CAPÍTULO IV: INSERÇÃO DO ANIMADOR NA REALIDADE PAROQUIAL

            As condições ideais para ocorrência de um batismo em Cristo, numa paróquia típica de uma grande metrópole, ainda dependerá muito do esforço conjunto de uma significativa parcela de leigos que a freqüentam. Por isso o animador deve estar consciente de que ele está em meio a uma caminhada, o que é diferente de se já ter os paroquianos razoavelmente organizados e orientados para virem a ser uma comunidade. Podemos concluir então que esses capítulos foram escritos em função de sua utilidade no momento atual e muito menos como algo que funcionaria dentro de quaisquer outras situações, que esperamos venha a surgir em futuro próximo. Os capítulos I, II e III poderiam deixar de ter relevância, se alguns parâmetros fossem mudados, se outras situações estivessem ocorrendo dentro da realidade paroquial. Tomemos por exemplo as inscrições com preenchimento de fichas, onde geralmente constam o nome da criança, dos pais e padrinhos, endereços, credo, data do batismo, paróquia onde será realizada a cerimônia, hábitos religiosos dos pais e padrinhos etc.

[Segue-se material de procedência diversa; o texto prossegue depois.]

// Copyright 2025-Present Datadog, Inc. https://www.datadoghq.com/
// SPDX-License-Identifier: Apache-2.0

//! Client context tying configuration, transactions, instrumentation and the
//! agent together.
//!
//! ```no_run
//! use std::path::Path;
//!
//! use appsignal_agent::client::Appsignal;
//! use appsignal_agent::transaction::event::Payload;
//!
//! let appsignal = Appsignal::start(Path::new("."), None)?;
//! {
//!     let _transaction = appsignal.create_transaction("req-1", Payload::new());
//!     appsignal.instrument("process_action.action_controller", Payload::new(), || {
//!         // handle the request
//!     });
//! }
//! appsignal.shutdown(true, Some("exit"));
//! # Ok::<(), appsignal_agent::error::AgentError>(())
//! ```

use std::path::Path;
use std::sync::{Arc, PoisonError};

use tracing::{debug, info};

use crate::agent::Agent;
use crate::config::{get_config, Config};
use crate::error::AgentError;
use crate::event_formatter::EventFormatterRegistry;
use crate::subscriber::Subscriber;
use crate::transaction::event::Payload;
use crate::transaction::registry::{TransactionHandle, TransactionRegistry};
use crate::transaction::Transaction;
use crate::transmitter::Transmit;
use crate::{log_build_info, logger};

#[derive(Clone)]
pub struct Appsignal {
    config: Arc<Config>,
    registry: Arc<TransactionRegistry>,
    formatters: Arc<EventFormatterRegistry>,
    subscriber: Arc<Subscriber>,
    agent: Arc<Agent>,
}

impl Appsignal {
    /// Loads configuration for `root_path`, installs the logger and starts
    /// the agent.
    pub fn start(root_path: &Path, env: Option<&str>) -> Result<Self, AgentError> {
        let config = get_config(root_path, env);
        if !logger::init(config.log_level) {
            debug!("A global tracing subscriber is already installed, keeping it");
        }
        log_build_info();
        if config.is_active() {
            info!(
                "Starting AppSignal for '{}' in {} ({})",
                config.name, config.env, config.hostname
            );
        }
        Self::new(config)
    }

    pub fn new(config: Config) -> Result<Self, AgentError> {
        let config = Arc::new(config);
        let (registry, formatters, subscriber) = Self::instrumentation(&config);
        let agent = Agent::start(Arc::clone(&config), Arc::clone(&subscriber))?;
        Ok(Self {
            config,
            registry,
            formatters,
            subscriber,
            agent: Arc::new(agent),
        })
    }

    /// Like [`new`](Self::new) with a custom transport for the agent.
    pub fn with_transmitter(
        config: Config,
        transmitter: Arc<dyn Transmit>,
    ) -> Result<Self, AgentError> {
        let config = Arc::new(config);
        let (registry, formatters, subscriber) = Self::instrumentation(&config);
        let agent = Agent::with_transmitter(&config, Arc::clone(&subscriber), transmitter)?;
        Ok(Self {
            config,
            registry,
            formatters,
            subscriber,
            agent: Arc::new(agent),
        })
    }

    fn instrumentation(
        config: &Config,
    ) -> (
        Arc<TransactionRegistry>,
        Arc<EventFormatterRegistry>,
        Arc<Subscriber>,
    ) {
        let registry = Arc::new(TransactionRegistry::new());
        let formatters = Arc::new(EventFormatterRegistry::with_defaults(config));
        let subscriber = Arc::new(Subscriber::new(
            Arc::clone(&registry),
            Arc::clone(&formatters),
        ));
        (registry, formatters, subscriber)
    }

    /// Starts a transaction on the calling thread. It is completed when the
    /// returned guard drops. A transaction still running on this thread, or
    /// one registered under the same id, is completed first.
    pub fn create_transaction(
        &self,
        request_id: impl Into<String>,
        env: Payload,
    ) -> TransactionGuard {
        let transaction = Transaction::new(request_id, env, &self.config);
        let request_id = transaction.request_id().to_string();
        let (handle, displaced) = self.registry.create(transaction);
        for stale in displaced {
            self.complete(stale);
        }
        TransactionGuard {
            client: self.clone(),
            handle: Some(handle),
            request_id,
        }
    }

    #[must_use]
    pub fn current_transaction(&self) -> Option<TransactionHandle> {
        self.registry.current()
    }

    /// Completes the transaction registered under `request_id`. Returns
    /// false when it was already completed.
    pub fn complete_transaction(&self, request_id: &str) -> bool {
        match self.registry.detach(request_id) {
            Some(transaction) => {
                self.complete(transaction);
                true
            }
            None => {
                debug!("Transaction '{}' already completed", request_id);
                false
            }
        }
    }

    fn complete(&self, transaction: Transaction) {
        if !transaction.is_reportable() {
            debug!(
                "Transaction '{}' has no root event or exception, not sending it",
                transaction.request_id()
            );
            return;
        }
        if let Some(action) = transaction.action() {
            if self.config.ignore_actions.iter().any(|ignored| ignored == action) {
                debug!("Ignoring transaction for action '{}'", action);
                return;
            }
        }
        self.agent.enqueue(transaction);
    }

    pub fn instrument<T>(&self, name: &str, payload: Payload, f: impl FnOnce() -> T) -> T {
        self.subscriber.instrument(name, payload, f)
    }

    #[must_use]
    pub fn subscriber(&self) -> &Arc<Subscriber> {
        &self.subscriber
    }

    #[must_use]
    pub fn formatters(&self) -> &Arc<EventFormatterRegistry> {
        &self.formatters
    }

    #[must_use]
    pub fn agent(&self) -> &Arc<Agent> {
        &self.agent
    }

    #[must_use]
    pub fn config(&self) -> &Arc<Config> {
        &self.config
    }

    #[must_use]
    pub fn is_active(&self) -> bool {
        self.config.is_active()
    }

    pub fn shutdown(&self, send_remaining: bool, reason: Option<&str>) {
        self.agent.shutdown(send_remaining, reason);
    }
}

/// Completes its transaction on drop.
pub struct TransactionGuard {
    client: Appsignal,
    handle: Option<TransactionHandle>,
    request_id: String,
}

impl TransactionGuard {
    #[must_use]
    pub fn request_id(&self) -> &str {
        &self.request_id
    }

    #[must_use]
    pub fn handle(&self) -> Option<&TransactionHandle> {
        self.handle.as_ref()
    }

    /// Runs `f` with the transaction locked. Returns `None` once the
    /// transaction was completed by someone else. `f` must not instrument:
    /// the subscriber needs the same lock.
    pub fn with<T>(&self, f: impl FnOnce(&mut Transaction) -> T) -> Option<T> {
        let handle = self.handle.as_ref()?;
        if !self.client.registry.is_registered(&self.request_id, handle) {
            return None;
        }
        let mut transaction = handle.lock().unwrap_or_else(PoisonError::into_inner);
        Some(f(&mut transaction))
    }
}

impl Drop for TransactionGuard {
    fn drop(&mut self) {
        let Some(handle) = self.handle.take() else {
            return;
        };
        match self.client.registry.detach_handle(&self.request_id, handle) {
            Some(transaction) => self.client.complete(transaction),
            None => debug!("Transaction '{}' already completed", self.request_id),
        }
    }
}

#[cfg(test)]
mod tests {
    use std::collections::VecDeque;
    use std::sync::Mutex;
    use std::thread;
    use std::time::Duration;

    use async_trait::async_trait;
    use serde_json::{json, Value};

    use super::*;
    use crate::error::TransmitterError;
    use crate::transaction::event::ExceptionInfo;
    use crate::transaction::tests::payload;

    #[derive(Default)]
    struct RecordingTransmitter {
        received: Mutex<VecDeque<Value>>,
    }

    #[async_trait]
    impl Transmit for RecordingTransmitter {
        async fn transmit(&self, payload: &Value) -> Result<u16, TransmitterError> {
            self.received
                .lock()
                .expect("lock")
                .push_back(payload.clone());
            Ok(200)
        }
    }

    fn client(ignore_actions: Vec<String>) -> Appsignal {
        let config = Config {
            active: true,
            push_api_key: "abc".to_string(),
            flush_interval: Duration::from_secs(3600),
            ignore_actions,
            ..Config::default()
        };
        Appsignal::with_transmitter(config, Arc::new(RecordingTransmitter::default()))
            .expect("client")
    }

    fn process_action(appsignal: &Appsignal, controller: &str) {
        appsignal.instrument(
            "process_action.action_controller",
            payload(json!({"controller": controller, "action": "index"})),
            || {},
        );
    }

    #[test]
    fn test_completed_transaction_is_enqueued() {
        let appsignal = client(Vec::new());
        {
            let guard = appsignal.create_transaction("req-1", Payload::new());
            process_action(&appsignal, "PostsController");
            assert_eq!(
                guard.with(|t| t.action().map(str::to_string)),
                Some(Some("PostsController#index".to_string()))
            );
        }
        assert!(appsignal.current_transaction().is_none());
        assert_eq!(appsignal.agent().queued_transactions(), 1);
        appsignal.shutdown(false, None);
    }

    #[test]
    fn test_unreportable_transaction_is_dropped() {
        let appsignal = client(Vec::new());
        drop(appsignal.create_transaction("req-1", Payload::new()));
        assert_eq!(appsignal.agent().queued_transactions(), 0);

        {
            let guard = appsignal.create_transaction("req-2", Payload::new());
            guard.with(|t| t.add_exception(ExceptionInfo::new("RuntimeError", "boom", Vec::new())));
        }
        assert_eq!(appsignal.agent().queued_transactions(), 1);
        appsignal.shutdown(false, None);
    }

    #[test]
    fn test_ignored_action_is_not_enqueued() {
        let appsignal = client(vec!["HealthController#index".to_string()]);
        {
            let _guard = appsignal.create_transaction("req-1", Payload::new());
            process_action(&appsignal, "HealthController");
        }
        assert_eq!(appsignal.agent().queued_transactions(), 0);
        appsignal.shutdown(false, None);
    }

    #[test]
    fn test_stale_transaction_is_completed() {
        let appsignal = client(Vec::new());
        let stale = appsignal.create_transaction("req-1", Payload::new());
        process_action(&appsignal, "PostsController");

        let _fresh = appsignal.create_transaction("req-2", Payload::new());
        assert_eq!(appsignal.agent().queued_transactions(), 1);
        assert!(stale.with(|_| ()).is_none());

        drop(stale);
        assert_eq!(appsignal.agent().queued_transactions(), 1);
        appsignal.shutdown(false, None);
    }

    #[test]
    fn test_stale_guard_leaves_newer_transaction_with_same_id() {
        let appsignal = client(Vec::new());
        let worker = appsignal.clone();
        let stale = thread::spawn(move || {
            let guard = worker.create_transaction("same", Payload::new());
            process_action(&worker, "PostsController");
            guard
        })
        .join()
        .expect("thread");

        let fresh = appsignal.create_transaction("same", Payload::new());
        assert_eq!(appsignal.agent().queued_transactions(), 1);

        drop(stale);
        assert_eq!(appsignal.agent().queued_transactions(), 1);
        let current = appsignal.current_transaction().expect("current");
        assert!(Arc::ptr_eq(&current, fresh.handle().expect("handle")));

        process_action(&appsignal, "CommentsController");
        let recorded = fresh.with(|t| {
            t.add_exception(ExceptionInfo::new("RuntimeError", "boom", Vec::new()));
            t.action().map(str::to_string)
        });
        assert_eq!(recorded, Some(Some("CommentsController#index".to_string())));

        drop(fresh);
        assert!(appsignal.current_transaction().is_none());
        assert_eq!(appsignal.agent().queued_transactions(), 2);
        appsignal.shutdown(false, None);
    }

    #[test]
    fn test_transactions_are_per_thread() {
        let appsignal = client(Vec::new());
        let _main = appsignal.create_transaction("main", Payload::new());

        let worker = appsignal.clone();
        thread::spawn(move || {
            let _guard = worker.create_transaction("worker", Payload::new());
            let current = worker.current_transaction().expect("current");
            assert_eq!(current.lock().expect("lock").request_id(), "worker");
        })
        .join()
        .expect("thread");

        let current = appsignal.current_transaction().expect("current");
        assert_eq!(current.lock().expect("lock").request_id(), "main");
        appsignal.shutdown(false, None);
    }

    #[test]
    fn test_inactive_client() {
        let appsignal =
            Appsignal::with_transmitter(Config::default(), Arc::new(RecordingTransmitter::default()))
                .expect("client");
        assert!(!appsignal.is_active());
        assert!(!appsignal.agent().is_running());
        {
            let _guard = appsignal.create_transaction("req-1", Payload::new());
            process_action(&appsignal, "PostsController");
        }
        assert_eq!(appsignal.agent().queued_transactions(), 0);
    }
}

Apesar da maioria das informações ser prestada com honestidade, pois é comum ter-se reuniões mensais com muitas fichas demonstrando absoluta falta de conhecimentos evangélicos, não há um esforço para reparação dessa falha antes do dia do encontro. Essas inscrições são feitas normalmente por uma mesma pessoa, que funciona como secretária da paróquia e tem simultaneamente todos os outros afazeres relativos ao secretariado, ao invés de se ter uma co-responsabilidade de um número maior de elementos da comunidade, que aproveitaria essa oportunidade para ajudar aos que procuram o caminho, a verdade e a vida.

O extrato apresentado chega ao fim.